**What the exercise asks:**
A copy is needed of each line in the records that has the word "observers".

**Data for processing:**
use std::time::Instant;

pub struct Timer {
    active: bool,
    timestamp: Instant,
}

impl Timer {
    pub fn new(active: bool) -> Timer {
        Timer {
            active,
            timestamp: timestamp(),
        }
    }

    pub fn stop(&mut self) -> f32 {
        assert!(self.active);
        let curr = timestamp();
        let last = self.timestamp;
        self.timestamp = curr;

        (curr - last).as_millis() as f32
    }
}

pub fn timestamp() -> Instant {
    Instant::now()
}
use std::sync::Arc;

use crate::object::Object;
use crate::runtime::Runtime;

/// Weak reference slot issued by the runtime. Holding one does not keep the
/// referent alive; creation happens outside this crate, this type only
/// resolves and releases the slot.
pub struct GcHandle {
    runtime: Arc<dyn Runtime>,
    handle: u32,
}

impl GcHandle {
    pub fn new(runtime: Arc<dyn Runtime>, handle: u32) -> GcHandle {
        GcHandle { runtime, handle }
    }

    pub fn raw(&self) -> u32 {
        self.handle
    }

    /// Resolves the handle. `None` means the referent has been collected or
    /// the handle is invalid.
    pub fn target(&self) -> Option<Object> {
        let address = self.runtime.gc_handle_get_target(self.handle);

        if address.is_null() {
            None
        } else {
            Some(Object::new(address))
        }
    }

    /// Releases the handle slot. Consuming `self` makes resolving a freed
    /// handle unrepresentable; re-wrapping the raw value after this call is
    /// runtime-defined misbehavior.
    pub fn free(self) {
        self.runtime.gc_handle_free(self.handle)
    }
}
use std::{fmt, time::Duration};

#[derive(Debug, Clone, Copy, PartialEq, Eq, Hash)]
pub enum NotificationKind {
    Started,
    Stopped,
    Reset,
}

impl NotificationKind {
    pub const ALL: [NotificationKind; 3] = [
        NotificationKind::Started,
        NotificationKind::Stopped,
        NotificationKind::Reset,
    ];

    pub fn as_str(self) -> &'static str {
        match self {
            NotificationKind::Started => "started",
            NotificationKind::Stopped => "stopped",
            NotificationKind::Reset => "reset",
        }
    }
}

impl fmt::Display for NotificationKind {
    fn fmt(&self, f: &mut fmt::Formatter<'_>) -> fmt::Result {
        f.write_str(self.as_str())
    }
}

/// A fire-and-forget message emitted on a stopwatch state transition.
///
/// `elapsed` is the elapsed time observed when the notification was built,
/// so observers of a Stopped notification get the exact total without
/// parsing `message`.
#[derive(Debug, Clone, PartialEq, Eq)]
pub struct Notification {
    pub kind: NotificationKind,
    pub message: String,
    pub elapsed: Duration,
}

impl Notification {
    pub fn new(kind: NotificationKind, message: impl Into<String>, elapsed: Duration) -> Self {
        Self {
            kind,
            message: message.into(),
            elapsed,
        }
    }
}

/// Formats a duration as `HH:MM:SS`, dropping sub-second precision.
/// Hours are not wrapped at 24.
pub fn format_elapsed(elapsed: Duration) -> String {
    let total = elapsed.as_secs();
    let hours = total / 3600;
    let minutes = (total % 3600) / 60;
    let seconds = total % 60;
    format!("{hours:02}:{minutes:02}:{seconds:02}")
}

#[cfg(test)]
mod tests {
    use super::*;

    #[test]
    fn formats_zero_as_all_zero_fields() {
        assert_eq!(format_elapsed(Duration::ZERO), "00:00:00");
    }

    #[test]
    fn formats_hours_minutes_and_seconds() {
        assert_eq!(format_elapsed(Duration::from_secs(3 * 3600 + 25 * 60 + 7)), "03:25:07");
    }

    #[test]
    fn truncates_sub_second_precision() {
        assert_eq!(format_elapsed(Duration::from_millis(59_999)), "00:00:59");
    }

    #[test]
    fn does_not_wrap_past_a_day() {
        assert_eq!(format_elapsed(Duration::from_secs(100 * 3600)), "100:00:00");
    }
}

--

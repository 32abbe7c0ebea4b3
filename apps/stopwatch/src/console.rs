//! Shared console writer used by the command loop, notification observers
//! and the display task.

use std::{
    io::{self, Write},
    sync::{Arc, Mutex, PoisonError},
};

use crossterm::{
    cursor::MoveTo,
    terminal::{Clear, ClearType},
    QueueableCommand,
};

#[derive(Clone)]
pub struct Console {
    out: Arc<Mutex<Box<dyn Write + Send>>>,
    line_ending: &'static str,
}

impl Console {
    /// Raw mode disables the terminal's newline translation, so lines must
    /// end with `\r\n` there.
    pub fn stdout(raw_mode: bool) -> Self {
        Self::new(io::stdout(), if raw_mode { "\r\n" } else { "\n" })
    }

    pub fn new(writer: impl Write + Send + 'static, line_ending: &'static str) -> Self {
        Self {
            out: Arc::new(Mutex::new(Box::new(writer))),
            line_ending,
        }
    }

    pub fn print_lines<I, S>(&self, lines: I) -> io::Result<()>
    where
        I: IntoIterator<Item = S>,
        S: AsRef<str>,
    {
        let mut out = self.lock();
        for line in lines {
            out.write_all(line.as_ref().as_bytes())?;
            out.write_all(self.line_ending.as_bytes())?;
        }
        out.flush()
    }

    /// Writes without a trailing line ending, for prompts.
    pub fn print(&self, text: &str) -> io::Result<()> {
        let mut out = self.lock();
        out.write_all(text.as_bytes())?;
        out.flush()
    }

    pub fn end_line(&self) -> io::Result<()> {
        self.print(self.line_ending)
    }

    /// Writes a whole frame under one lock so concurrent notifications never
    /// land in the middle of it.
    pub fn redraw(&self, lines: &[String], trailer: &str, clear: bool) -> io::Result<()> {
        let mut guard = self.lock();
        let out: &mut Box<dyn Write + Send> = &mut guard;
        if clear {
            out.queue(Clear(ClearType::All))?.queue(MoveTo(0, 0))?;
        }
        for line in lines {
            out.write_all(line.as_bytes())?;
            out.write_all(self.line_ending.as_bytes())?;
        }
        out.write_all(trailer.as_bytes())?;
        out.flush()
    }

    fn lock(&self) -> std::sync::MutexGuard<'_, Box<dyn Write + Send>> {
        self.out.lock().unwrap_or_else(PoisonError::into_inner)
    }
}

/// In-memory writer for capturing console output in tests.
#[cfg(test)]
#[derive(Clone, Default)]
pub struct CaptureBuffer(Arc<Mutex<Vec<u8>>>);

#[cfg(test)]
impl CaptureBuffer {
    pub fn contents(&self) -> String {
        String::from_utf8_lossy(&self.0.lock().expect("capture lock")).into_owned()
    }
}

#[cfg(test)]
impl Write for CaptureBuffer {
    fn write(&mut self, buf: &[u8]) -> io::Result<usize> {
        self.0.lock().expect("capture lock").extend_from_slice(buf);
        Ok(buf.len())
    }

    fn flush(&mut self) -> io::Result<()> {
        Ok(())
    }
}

**Exercise solution:**
/// so observers of a Stopped notification get the exact total without
//! Shared console writer used by the command loop, notification observers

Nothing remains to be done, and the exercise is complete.